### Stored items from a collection
━━━━━━━━━━━━━━━━

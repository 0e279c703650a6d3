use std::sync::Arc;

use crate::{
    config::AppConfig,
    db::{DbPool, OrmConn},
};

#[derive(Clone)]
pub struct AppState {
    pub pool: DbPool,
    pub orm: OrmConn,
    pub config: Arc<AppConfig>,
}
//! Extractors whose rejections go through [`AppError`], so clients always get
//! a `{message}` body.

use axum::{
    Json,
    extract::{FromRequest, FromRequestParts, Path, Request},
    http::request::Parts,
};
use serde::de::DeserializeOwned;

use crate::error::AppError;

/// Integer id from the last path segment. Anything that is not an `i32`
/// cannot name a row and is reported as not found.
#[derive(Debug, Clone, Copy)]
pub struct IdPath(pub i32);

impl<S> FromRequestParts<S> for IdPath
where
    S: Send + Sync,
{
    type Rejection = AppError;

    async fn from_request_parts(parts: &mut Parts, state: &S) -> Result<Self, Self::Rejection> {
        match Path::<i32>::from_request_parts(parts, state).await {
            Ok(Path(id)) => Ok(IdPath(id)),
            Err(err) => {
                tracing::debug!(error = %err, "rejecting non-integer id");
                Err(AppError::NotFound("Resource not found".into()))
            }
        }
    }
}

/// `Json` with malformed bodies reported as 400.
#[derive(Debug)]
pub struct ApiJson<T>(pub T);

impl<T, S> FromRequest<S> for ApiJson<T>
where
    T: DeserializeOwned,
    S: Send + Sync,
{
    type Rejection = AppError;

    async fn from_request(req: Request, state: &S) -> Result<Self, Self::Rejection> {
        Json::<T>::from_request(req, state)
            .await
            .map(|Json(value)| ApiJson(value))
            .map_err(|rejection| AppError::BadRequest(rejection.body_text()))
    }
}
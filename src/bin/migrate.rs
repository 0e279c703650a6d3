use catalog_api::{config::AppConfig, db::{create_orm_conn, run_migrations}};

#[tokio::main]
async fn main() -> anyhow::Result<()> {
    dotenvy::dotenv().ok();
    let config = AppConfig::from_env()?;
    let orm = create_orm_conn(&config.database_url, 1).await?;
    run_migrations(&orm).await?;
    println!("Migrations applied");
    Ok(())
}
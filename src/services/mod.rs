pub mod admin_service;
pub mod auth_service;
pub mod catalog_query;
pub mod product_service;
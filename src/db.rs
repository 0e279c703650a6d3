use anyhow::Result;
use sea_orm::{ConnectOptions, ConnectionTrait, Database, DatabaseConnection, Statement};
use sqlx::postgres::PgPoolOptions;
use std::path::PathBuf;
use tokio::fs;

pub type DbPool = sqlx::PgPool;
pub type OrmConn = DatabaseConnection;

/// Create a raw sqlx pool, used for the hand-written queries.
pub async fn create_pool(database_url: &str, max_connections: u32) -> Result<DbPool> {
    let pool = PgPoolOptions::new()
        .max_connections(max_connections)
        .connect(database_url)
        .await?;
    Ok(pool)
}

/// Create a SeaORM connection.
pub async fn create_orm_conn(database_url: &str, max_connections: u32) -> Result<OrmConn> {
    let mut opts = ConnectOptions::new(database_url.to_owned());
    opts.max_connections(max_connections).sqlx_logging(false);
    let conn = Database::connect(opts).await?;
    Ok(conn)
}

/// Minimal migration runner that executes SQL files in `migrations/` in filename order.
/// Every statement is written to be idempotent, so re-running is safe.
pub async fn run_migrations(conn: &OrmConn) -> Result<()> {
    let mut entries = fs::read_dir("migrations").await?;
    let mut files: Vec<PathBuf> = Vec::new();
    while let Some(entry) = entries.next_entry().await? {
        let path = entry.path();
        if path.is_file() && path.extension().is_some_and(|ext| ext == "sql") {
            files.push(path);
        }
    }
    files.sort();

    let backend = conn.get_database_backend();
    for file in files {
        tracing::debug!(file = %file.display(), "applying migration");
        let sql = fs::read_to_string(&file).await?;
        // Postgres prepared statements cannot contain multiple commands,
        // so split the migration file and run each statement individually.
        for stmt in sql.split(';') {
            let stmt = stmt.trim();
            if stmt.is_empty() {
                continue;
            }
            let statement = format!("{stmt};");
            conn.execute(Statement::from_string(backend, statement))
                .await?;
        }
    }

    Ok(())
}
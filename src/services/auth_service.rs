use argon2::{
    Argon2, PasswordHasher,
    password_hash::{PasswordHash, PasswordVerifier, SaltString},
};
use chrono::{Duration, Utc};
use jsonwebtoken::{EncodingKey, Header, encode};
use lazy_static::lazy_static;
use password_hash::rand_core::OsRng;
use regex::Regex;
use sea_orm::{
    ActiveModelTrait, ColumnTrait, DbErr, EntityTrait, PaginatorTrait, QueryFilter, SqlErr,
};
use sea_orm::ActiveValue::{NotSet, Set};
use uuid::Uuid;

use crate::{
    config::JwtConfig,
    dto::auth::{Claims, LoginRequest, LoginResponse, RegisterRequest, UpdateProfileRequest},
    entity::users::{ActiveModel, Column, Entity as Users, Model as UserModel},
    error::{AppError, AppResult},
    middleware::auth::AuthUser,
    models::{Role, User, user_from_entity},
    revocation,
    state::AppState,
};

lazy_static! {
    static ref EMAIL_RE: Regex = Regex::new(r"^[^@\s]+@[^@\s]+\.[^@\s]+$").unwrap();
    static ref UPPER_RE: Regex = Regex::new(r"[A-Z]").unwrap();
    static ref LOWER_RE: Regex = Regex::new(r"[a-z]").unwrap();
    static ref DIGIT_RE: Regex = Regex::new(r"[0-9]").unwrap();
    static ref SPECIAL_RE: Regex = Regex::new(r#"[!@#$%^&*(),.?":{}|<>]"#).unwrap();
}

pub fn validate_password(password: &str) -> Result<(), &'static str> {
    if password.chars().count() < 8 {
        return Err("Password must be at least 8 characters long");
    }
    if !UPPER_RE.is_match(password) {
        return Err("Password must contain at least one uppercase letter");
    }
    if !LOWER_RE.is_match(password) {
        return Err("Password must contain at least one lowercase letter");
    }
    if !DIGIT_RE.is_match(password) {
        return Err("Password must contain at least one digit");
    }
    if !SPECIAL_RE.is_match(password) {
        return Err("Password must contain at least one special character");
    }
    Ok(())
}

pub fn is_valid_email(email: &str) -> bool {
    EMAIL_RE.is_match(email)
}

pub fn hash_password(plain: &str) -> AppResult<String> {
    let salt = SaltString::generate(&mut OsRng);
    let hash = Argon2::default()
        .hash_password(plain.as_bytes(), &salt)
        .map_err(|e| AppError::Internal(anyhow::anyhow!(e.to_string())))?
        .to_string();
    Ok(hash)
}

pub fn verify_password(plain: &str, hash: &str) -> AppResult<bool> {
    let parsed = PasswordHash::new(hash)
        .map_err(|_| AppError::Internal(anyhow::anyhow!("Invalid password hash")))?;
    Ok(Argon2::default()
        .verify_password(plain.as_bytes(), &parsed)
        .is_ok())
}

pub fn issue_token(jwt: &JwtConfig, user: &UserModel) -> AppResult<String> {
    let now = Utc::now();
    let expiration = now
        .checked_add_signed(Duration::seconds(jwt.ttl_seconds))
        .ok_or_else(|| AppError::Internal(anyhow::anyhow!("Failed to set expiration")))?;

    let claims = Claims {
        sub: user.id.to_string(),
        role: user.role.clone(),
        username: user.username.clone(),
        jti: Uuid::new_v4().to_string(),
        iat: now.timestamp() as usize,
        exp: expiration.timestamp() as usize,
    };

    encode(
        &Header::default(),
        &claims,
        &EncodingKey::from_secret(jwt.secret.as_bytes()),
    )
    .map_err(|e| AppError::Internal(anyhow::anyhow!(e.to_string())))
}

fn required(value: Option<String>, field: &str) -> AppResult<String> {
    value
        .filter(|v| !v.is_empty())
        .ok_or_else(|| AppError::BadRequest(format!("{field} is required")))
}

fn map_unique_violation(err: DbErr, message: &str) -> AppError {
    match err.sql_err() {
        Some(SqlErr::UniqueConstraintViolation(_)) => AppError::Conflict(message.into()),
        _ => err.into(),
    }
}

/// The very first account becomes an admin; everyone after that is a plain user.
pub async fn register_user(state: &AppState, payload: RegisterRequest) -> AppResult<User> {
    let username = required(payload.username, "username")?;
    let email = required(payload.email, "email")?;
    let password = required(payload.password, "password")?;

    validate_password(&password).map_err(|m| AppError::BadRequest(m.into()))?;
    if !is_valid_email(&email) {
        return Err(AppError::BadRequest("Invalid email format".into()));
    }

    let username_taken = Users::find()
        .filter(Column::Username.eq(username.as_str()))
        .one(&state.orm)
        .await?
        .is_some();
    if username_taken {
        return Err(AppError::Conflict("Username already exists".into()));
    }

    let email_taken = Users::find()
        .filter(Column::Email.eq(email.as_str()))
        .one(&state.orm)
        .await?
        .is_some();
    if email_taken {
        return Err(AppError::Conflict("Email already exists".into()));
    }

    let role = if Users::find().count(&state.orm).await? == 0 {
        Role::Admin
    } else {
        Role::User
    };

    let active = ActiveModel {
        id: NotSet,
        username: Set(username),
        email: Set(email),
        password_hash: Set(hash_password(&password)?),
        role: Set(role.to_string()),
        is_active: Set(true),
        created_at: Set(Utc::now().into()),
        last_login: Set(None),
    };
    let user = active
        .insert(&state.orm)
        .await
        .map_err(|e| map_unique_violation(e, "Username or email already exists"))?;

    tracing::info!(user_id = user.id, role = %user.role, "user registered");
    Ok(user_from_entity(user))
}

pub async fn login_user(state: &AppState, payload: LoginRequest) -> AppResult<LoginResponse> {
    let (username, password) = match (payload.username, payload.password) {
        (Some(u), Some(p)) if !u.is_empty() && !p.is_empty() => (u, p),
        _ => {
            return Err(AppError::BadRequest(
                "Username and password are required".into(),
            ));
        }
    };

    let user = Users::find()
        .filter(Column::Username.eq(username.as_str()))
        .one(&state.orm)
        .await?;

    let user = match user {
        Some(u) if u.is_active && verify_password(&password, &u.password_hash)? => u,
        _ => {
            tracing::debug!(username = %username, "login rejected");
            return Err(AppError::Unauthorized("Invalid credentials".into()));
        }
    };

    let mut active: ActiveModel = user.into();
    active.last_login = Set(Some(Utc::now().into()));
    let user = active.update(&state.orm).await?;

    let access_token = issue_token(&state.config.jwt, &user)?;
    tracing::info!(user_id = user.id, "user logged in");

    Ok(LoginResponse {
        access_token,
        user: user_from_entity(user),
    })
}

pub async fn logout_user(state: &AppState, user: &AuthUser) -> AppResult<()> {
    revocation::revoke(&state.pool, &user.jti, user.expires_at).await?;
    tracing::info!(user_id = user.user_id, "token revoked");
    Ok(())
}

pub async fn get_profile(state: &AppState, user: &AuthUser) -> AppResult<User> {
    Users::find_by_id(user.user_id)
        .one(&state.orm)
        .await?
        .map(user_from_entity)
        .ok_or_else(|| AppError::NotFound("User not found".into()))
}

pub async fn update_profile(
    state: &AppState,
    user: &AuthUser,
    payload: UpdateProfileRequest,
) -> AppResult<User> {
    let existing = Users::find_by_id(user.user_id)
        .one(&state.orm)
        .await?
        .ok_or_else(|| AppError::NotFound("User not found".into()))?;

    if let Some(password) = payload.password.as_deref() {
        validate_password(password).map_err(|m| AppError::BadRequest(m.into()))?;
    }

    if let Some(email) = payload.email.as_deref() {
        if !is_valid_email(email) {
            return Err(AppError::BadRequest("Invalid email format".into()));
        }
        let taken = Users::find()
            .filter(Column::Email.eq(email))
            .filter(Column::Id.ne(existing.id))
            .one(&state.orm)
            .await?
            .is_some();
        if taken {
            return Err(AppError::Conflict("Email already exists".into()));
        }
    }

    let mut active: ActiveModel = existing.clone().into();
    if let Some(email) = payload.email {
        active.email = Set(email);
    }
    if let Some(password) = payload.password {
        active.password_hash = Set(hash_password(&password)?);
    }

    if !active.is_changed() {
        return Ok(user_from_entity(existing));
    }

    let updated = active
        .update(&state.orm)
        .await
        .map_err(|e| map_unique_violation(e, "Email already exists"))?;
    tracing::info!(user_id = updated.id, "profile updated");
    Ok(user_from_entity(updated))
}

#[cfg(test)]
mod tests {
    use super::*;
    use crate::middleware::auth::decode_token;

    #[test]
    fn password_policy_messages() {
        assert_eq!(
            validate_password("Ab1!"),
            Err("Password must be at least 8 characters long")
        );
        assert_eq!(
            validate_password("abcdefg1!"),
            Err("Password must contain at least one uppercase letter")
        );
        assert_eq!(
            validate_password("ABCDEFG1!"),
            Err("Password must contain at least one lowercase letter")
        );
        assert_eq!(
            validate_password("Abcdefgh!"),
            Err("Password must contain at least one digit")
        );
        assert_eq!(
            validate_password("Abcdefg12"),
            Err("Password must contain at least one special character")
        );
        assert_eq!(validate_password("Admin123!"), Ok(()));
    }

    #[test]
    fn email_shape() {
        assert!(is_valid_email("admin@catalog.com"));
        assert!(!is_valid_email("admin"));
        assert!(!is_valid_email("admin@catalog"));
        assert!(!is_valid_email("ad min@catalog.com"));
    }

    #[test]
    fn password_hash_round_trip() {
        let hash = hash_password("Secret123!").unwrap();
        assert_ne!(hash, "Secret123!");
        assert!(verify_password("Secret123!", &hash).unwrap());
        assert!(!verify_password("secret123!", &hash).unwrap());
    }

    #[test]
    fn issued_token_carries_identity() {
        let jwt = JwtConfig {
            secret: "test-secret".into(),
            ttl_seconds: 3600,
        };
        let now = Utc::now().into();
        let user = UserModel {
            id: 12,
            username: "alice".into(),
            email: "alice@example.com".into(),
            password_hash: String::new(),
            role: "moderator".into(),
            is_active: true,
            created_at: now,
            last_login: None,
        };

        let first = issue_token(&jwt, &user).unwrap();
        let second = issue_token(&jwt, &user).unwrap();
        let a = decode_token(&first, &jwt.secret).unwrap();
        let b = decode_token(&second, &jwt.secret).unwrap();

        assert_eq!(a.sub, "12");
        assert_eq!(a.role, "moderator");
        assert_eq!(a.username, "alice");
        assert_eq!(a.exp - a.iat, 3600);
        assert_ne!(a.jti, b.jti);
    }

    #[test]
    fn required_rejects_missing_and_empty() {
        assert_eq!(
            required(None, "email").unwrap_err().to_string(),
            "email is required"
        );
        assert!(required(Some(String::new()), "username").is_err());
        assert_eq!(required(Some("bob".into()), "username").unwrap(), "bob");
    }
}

━━━━━━━━━━━━━━━━

### YOUR ASSIGNMENT
Using the entries above, state the number of lines that include "backend". Add nothing else.

### PROBLEM SOLUTION
2